Would you please write out each entry precisely as given?

EXCERPTED RECORDS Block Start

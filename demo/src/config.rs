//! Configuration management (config.toml)
//!
//! One TOML file with a section per concern. Missing sections and fields fall
//! back to defaults.

use std::path::{Path, PathBuf};
use std::time::Duration;

use afterglow_core::config::{self as core_config, ConfigError};
use afterglow_core::{BroadcastConfig, SyncConfig};
use serde::{Deserialize, Serialize};

const CONFIG_FILE: &str = "config.toml";

#[derive(Debug, Clone, PartialEq, Serialize, Deserialize, Default)]
pub struct Config {
    /// Tempo, song length and track sources
    #[serde(default)]
    pub sync: SyncConfig,
    /// Stage light output
    #[serde(default)]
    pub broadcast: BroadcastConfig,
    /// Scene track value for each scene
    #[serde(default)]
    pub scenes: SceneIndices,
    #[serde(default)]
    pub runtime: RuntimeConfig,
}

/// Scene track values that select each scene.
#[derive(Debug, Clone, PartialEq, Eq, Serialize, Deserialize)]
pub struct SceneIndices {
    #[serde(default = "default_mountains")]
    pub mountains: i32,
    #[serde(default = "default_bunny")]
    pub bunny: i32,
    #[serde(default = "default_warp")]
    pub warp: i32,
    #[serde(default = "default_sea")]
    pub sea: i32,
    #[serde(default = "default_crystals")]
    pub crystals: i32,
}

/// Frame loop settings
#[derive(Debug, Clone, PartialEq, Serialize, Deserialize)]
pub struct RuntimeConfig {
    /// Target frames per second (default: 120)
    #[serde(default = "default_tick_rate")]
    pub tick_rate: u32,
}

fn default_mountains() -> i32 {
    0
}
fn default_bunny() -> i32 {
    1
}
fn default_warp() -> i32 {
    2
}
fn default_sea() -> i32 {
    3
}
fn default_crystals() -> i32 {
    4
}
fn default_tick_rate() -> u32 {
    120
}

impl Default for SceneIndices {
    fn default() -> Self {
        Self {
            mountains: default_mountains(),
            bunny: default_bunny(),
            warp: default_warp(),
            sea: default_sea(),
            crystals: default_crystals(),
        }
    }
}

impl Default for RuntimeConfig {
    fn default() -> Self {
        Self {
            tick_rate: default_tick_rate(),
        }
    }
}

impl RuntimeConfig {
    pub fn tick_duration(&self) -> Duration {
        Duration::from_nanos(1_000_000_000 / u64::from(self.tick_rate.max(1)))
    }
}

/// Path of the default config file, if a home directory exists.
pub fn config_path() -> Option<PathBuf> {
    core_config::config_dir().map(|dir| dir.join(CONFIG_FILE))
}

/// Loads the configuration from the platform config directory.
///
/// Returns default values if the file doesn't exist or cannot be parsed.
pub fn load() -> Config {
    let Some(path) = config_path() else {
        return Config::default();
    };
    if !path.exists() {
        return Config::default();
    }
    match core_config::load_from(&path) {
        Ok(config) => config,
        Err(e) => {
            tracing::warn!("{}, using defaults", e);
            Config::default()
        }
    }
}

/// Loads an explicitly named config file. Errors are returned, not defaulted.
pub fn load_from(path: &Path) -> Result<Config, ConfigError> {
    core_config::load_from(path)
}

/// Saves the configuration to the platform config directory.
///
/// Returns the path written, or `None` without a home directory.
pub fn save(config: &Config) -> anyhow::Result<Option<PathBuf>> {
    let Some(path) = config_path() else {
        return Ok(None);
    };
    save_to(config, &path)?;
    Ok(Some(path))
}

pub fn save_to(config: &Config, path: &Path) -> anyhow::Result<()> {
    if let Some(dir) = path.parent() {
        std::fs::create_dir_all(dir)?;
    }
    let content = toml::to_string_pretty(config)?;
    std::fs::write(path, content)?;
    Ok(())
}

EXCERPTED RECORDS Block End

ANSWER FOR THIS EXERCISE ▸
filename demo/src/config.rs
//! Configuration management (config.toml)
//!
//! One TOML file with a section per concern. Missing sections and fields fall
//! back to defaults.

use std::path::{Path, PathBuf};
use std::time::Duration;

use afterglow_core::config::{self as core_config, ConfigError};
use afterglow_core::{BroadcastConfig, SyncConfig};
use serde::{Deserialize, Serialize};

const CONFIG_FILE: &str = "config.toml";

#[derive(Debug, Clone, PartialEq, Serialize, Deserialize, Default)]
pub struct Config {
    /// Tempo, song length and track sources
    #[serde(default)]
    pub sync: SyncConfig,
    /// Stage light output
    #[serde(default)]
    pub broadcast: BroadcastConfig,
    /// Scene track value for each scene
    #[serde(default)]
    pub scenes: SceneIndices,
    #[serde(default)]
    pub runtime: RuntimeConfig,
}

/// Scene track values that select each scene.
#[derive(Debug, Clone, PartialEq, Eq, Serialize, Deserialize)]
pub struct SceneIndices {
    #[serde(default = "default_mountains")]
    pub mountains: i32,
    #[serde(default = "default_bunny")]
    pub bunny: i32,
    #[serde(default = "default_warp")]
    pub warp: i32,
    #[serde(default = "default_sea")]
    pub sea: i32,
    #[serde(default = "default_crystals")]
    pub crystals: i32,
}

/// Frame loop settings
#[derive(Debug, Clone, PartialEq, Serialize, Deserialize)]
pub struct RuntimeConfig {
    /// Target frames per second (default: 120)
    #[serde(default = "default_tick_rate")]
    pub tick_rate: u32,
}

fn default_mountains() -> i32 {
    0
}
fn default_bunny() -> i32 {
    1
}
fn default_warp() -> i32 {
    2
}
fn default_sea() -> i32 {
    3
}
fn default_crystals() -> i32 {
    4
}
fn default_tick_rate() -> u32 {
    120
}

impl Default for SceneIndices {
    fn default() -> Self {
        Self {
            mountains: default_mountains(),
            bunny: default_bunny(),
            warp: default_warp(),
            sea: default_sea(),
            crystals: default_crystals(),
        }
    }
}

impl Default for RuntimeConfig {
    fn default() -> Self {
        Self {
            tick_rate: default_tick_rate(),
        }
    }
}

impl RuntimeConfig {
    pub fn tick_duration(&self) -> Duration {
        Duration::from_nanos(1_000_000_000 / u64::from(self.tick_rate.max(1)))
    }
}

/// Path of the default config file, if a home directory exists.
pub fn config_path() -> Option<PathBuf> {
    core_config::config_dir().map(|dir| dir.join(CONFIG_FILE))
}

/// Loads the configuration from the platform config directory.
///
/// Returns default values if the file doesn't exist or cannot be parsed.
pub fn load() -> Config {
    let Some(path) = config_path() else {
        return Config::default();
    };
    if !path.exists() {
        return Config::default();
    }
    match core_config::load_from(&path) {
        Ok(config) => config,
        Err(e) => {
            tracing::warn!("{}, using defaults", e);
            Config::default()
        }
    }
}

/// Loads an explicitly named config file. Errors are returned, not defaulted.
pub fn load_from(path: &Path) -> Result<Config, ConfigError> {
    core_config::load_from(path)
}

/// Saves the configuration to the platform config directory.
///
/// Returns the path written, or `None` without a home directory.
pub fn save(config: &Config) -> anyhow::Result<Option<PathBuf>> {
    let Some(path) = config_path() else {
        return Ok(None);
    };
    save_to(config, &path)?;
    Ok(Some(path))
}

pub fn save_to(config: &Config, path: &Path) -> anyhow::Result<()> {
    if let Some(dir) = path.parent() {
        std::fs::create_dir_all(dir)?;
    }
    let content = toml::to_string_pretty(config)?;
    std::fs::write(path, content)?;
    Ok(())
}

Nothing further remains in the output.